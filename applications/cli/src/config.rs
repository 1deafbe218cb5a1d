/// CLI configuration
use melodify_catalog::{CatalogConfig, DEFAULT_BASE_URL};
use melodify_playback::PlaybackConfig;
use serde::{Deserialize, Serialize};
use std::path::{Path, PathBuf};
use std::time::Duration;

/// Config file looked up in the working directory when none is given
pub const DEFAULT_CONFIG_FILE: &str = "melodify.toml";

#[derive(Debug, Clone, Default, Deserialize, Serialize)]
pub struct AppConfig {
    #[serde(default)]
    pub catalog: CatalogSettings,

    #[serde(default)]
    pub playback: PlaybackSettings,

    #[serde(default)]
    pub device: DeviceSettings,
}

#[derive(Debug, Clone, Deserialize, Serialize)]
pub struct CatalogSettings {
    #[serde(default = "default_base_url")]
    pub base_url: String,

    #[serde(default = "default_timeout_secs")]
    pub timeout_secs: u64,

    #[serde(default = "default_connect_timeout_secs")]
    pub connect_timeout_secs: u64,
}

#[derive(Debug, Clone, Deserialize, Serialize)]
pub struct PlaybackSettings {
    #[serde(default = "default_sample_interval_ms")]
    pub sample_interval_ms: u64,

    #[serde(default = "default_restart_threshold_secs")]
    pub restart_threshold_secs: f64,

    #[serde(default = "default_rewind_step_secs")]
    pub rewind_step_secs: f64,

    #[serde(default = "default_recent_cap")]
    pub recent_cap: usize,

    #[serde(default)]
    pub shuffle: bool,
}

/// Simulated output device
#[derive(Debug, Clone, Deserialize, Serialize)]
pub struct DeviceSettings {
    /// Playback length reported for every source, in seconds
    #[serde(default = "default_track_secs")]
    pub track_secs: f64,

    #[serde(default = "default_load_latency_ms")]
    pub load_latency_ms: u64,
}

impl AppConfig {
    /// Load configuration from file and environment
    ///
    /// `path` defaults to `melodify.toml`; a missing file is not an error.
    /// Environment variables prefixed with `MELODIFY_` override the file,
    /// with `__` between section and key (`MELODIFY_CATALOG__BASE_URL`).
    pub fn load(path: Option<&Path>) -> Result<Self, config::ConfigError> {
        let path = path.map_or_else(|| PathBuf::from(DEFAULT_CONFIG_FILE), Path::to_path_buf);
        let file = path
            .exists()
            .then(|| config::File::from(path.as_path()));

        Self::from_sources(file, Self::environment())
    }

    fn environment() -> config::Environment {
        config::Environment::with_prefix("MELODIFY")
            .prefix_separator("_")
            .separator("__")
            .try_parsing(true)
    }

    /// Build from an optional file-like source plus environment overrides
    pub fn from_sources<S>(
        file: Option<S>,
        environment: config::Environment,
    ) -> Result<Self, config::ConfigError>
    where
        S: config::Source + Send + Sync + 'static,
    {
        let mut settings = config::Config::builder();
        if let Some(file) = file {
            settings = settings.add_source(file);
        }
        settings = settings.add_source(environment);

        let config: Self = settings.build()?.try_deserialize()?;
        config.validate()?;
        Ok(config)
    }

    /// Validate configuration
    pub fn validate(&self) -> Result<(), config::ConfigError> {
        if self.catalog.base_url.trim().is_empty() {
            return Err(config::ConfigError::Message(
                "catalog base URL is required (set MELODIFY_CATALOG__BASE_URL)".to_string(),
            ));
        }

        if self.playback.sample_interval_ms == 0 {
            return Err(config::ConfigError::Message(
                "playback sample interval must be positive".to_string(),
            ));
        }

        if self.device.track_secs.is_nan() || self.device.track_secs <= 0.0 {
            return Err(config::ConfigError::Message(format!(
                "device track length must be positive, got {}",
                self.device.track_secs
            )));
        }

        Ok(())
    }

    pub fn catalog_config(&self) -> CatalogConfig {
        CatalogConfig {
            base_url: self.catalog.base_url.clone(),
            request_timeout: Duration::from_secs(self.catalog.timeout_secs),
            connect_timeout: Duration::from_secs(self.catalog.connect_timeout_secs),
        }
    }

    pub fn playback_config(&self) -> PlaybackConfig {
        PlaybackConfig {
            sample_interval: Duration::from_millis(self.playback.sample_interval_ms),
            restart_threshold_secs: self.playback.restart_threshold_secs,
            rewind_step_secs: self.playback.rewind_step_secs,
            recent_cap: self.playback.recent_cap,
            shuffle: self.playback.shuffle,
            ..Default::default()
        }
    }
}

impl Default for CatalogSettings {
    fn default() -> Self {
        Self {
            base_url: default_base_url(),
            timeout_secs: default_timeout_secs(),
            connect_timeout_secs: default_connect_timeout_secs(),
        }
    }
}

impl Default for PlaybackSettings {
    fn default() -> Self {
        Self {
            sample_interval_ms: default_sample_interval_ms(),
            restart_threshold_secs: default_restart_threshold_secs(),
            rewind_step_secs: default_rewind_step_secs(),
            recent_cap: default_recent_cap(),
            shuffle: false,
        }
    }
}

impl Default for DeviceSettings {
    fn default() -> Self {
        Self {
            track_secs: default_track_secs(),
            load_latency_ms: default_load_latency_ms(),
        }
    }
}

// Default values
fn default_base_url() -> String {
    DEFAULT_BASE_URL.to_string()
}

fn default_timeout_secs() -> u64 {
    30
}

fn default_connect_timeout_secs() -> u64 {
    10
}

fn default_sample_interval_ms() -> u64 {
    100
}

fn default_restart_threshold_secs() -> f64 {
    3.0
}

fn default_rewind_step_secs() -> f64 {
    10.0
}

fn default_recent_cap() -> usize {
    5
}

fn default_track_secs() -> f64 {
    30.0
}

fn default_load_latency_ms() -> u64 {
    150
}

* [Exercise description]
Every line above needs to be repeated exactly as shown.

* [Task answer]
filename applications/cli/src/config.rs
repository 1deafbe218cb5a1d
/// CLI configuration
use melodify_catalog::{CatalogConfig, DEFAULT_BASE_URL};
use melodify_playback::PlaybackConfig;
use serde::{Deserialize, Serialize};
use std::path::{Path, PathBuf};
use std::time::Duration;

/// Config file looked up in the working directory when none is given
pub const DEFAULT_CONFIG_FILE: &str = "melodify.toml";

#[derive(Debug, Clone, Default, Deserialize, Serialize)]
pub struct AppConfig {
    #[serde(default)]
    pub catalog: CatalogSettings,

    #[serde(default)]
    pub playback: PlaybackSettings,

    #[serde(default)]
    pub device: DeviceSettings,
}

#[derive(Debug, Clone, Deserialize, Serialize)]
pub struct CatalogSettings {
    #[serde(default = "default_base_url")]
    pub base_url: String,

    #[serde(default = "default_timeout_secs")]
    pub timeout_secs: u64,

    #[serde(default = "default_connect_timeout_secs")]
    pub connect_timeout_secs: u64,
}

#[derive(Debug, Clone, Deserialize, Serialize)]
pub struct PlaybackSettings {
    #[serde(default = "default_sample_interval_ms")]
    pub sample_interval_ms: u64,

    #[serde(default = "default_restart_threshold_secs")]
    pub restart_threshold_secs: f64,

    #[serde(default = "default_rewind_step_secs")]
    pub rewind_step_secs: f64,

    #[serde(default = "default_recent_cap")]
    pub recent_cap: usize,

    #[serde(default)]
    pub shuffle: bool,
}

/// Simulated output device
#[derive(Debug, Clone, Deserialize, Serialize)]
pub struct DeviceSettings {
    /// Playback length reported for every source, in seconds
    #[serde(default = "default_track_secs")]
    pub track_secs: f64,

    #[serde(default = "default_load_latency_ms")]
    pub load_latency_ms: u64,
}

impl AppConfig {
    /// Load configuration from file and environment
    ///
    /// `path` defaults to `melodify.toml`; a missing file is not an error.
    /// Environment variables prefixed with `MELODIFY_` override the file,
    /// with `__` between section and key (`MELODIFY_CATALOG__BASE_URL`).
    pub fn load(path: Option<&Path>) -> Result<Self, config::ConfigError> {
        let path = path.map_or_else(|| PathBuf::from(DEFAULT_CONFIG_FILE), Path::to_path_buf);
        let file = path
            .exists()
            .then(|| config::File::from(path.as_path()));

        Self::from_sources(file, Self::environment())
    }

    fn environment() -> config::Environment {
        config::Environment::with_prefix("MELODIFY")
            .prefix_separator("_")
            .separator("__")
            .try_parsing(true)
    }

    /// Build from an optional file-like source plus environment overrides
    pub fn from_sources<S>(
        file: Option<S>,
        environment: config::Environment,
    ) -> Result<Self, config::ConfigError>
    where
        S: config::Source + Send + Sync + 'static,
    {
        let mut settings = config::Config::builder();
        if let Some(file) = file {
            settings = settings.add_source(file);
        }
        settings = settings.add_source(environment);

        let config: Self = settings.build()?.try_deserialize()?;
        config.validate()?;
        Ok(config)
    }

    /// Validate configuration
    pub fn validate(&self) -> Result<(), config::ConfigError> {
        if self.catalog.base_url.trim().is_empty() {
            return Err(config::ConfigError::Message(
                "catalog base URL is required (set MELODIFY_CATALOG__BASE_URL)".to_string(),
            ));
        }

        if self.playback.sample_interval_ms == 0 {
            return Err(config::ConfigError::Message(
                "playback sample interval must be positive".to_string(),
            ));
        }

        if self.device.track_secs.is_nan() || self.device.track_secs <= 0.0 {
            return Err(config::ConfigError::Message(format!(
                "device track length must be positive, got {}",
                self.device.track_secs
            )));
        }

        Ok(())
    }

    pub fn catalog_config(&self) -> CatalogConfig {
        CatalogConfig {
            base_url: self.catalog.base_url.clone(),
            request_timeout: Duration::from_secs(self.catalog.timeout_secs),
            connect_timeout: Duration::from_secs(self.catalog.connect_timeout_secs),
        }
    }

    pub fn playback_config(&self) -> PlaybackConfig {
        PlaybackConfig {
            sample_interval: Duration::from_millis(self.playback.sample_interval_ms),
            restart_threshold_secs: self.playback.restart_threshold_secs,
            rewind_step_secs: self.playback.rewind_step_secs,
            recent_cap: self.playback.recent_cap,
            shuffle: self.playback.shuffle,
            ..Default::default()
        }
    }
}

impl Default for CatalogSettings {
    fn default() -> Self {
        Self {
            base_url: default_base_url(),
            timeout_secs: default_timeout_secs(),
            connect_timeout_secs: default_connect_timeout_secs(),
        }
    }
}

impl Default for PlaybackSettings {
    fn default() -> Self {
        Self {
            sample_interval_ms: default_sample_interval_ms(),
            restart_threshold_secs: default_restart_threshold_secs(),
            rewind_step_secs: default_rewind_step_secs(),
            recent_cap: default_recent_cap(),
            shuffle: false,
        }
    }
}

impl Default for DeviceSettings {
    fn default() -> Self {
        Self {
            track_secs: default_track_secs(),
            load_latency_ms: default_load_latency_ms(),
        }
    }
}

// Default values
fn default_base_url() -> String {
    DEFAULT_BASE_URL.to_string()
}

fn default_timeout_secs() -> u64 {
    30
}

fn default_connect_timeout_secs() -> u64 {
    10
}

fn default_sample_interval_ms() -> u64 {
    100
}

fn default_restart_threshold_secs() -> f64 {
    3.0
}

fn default_rewind_step_secs() -> f64 {
    10.0
}

fn default_recent_cap() -> usize {
    5
}

fn default_track_secs() -> f64 {
    30.0
}

fn default_load_latency_ms() -> u64 {
    150
}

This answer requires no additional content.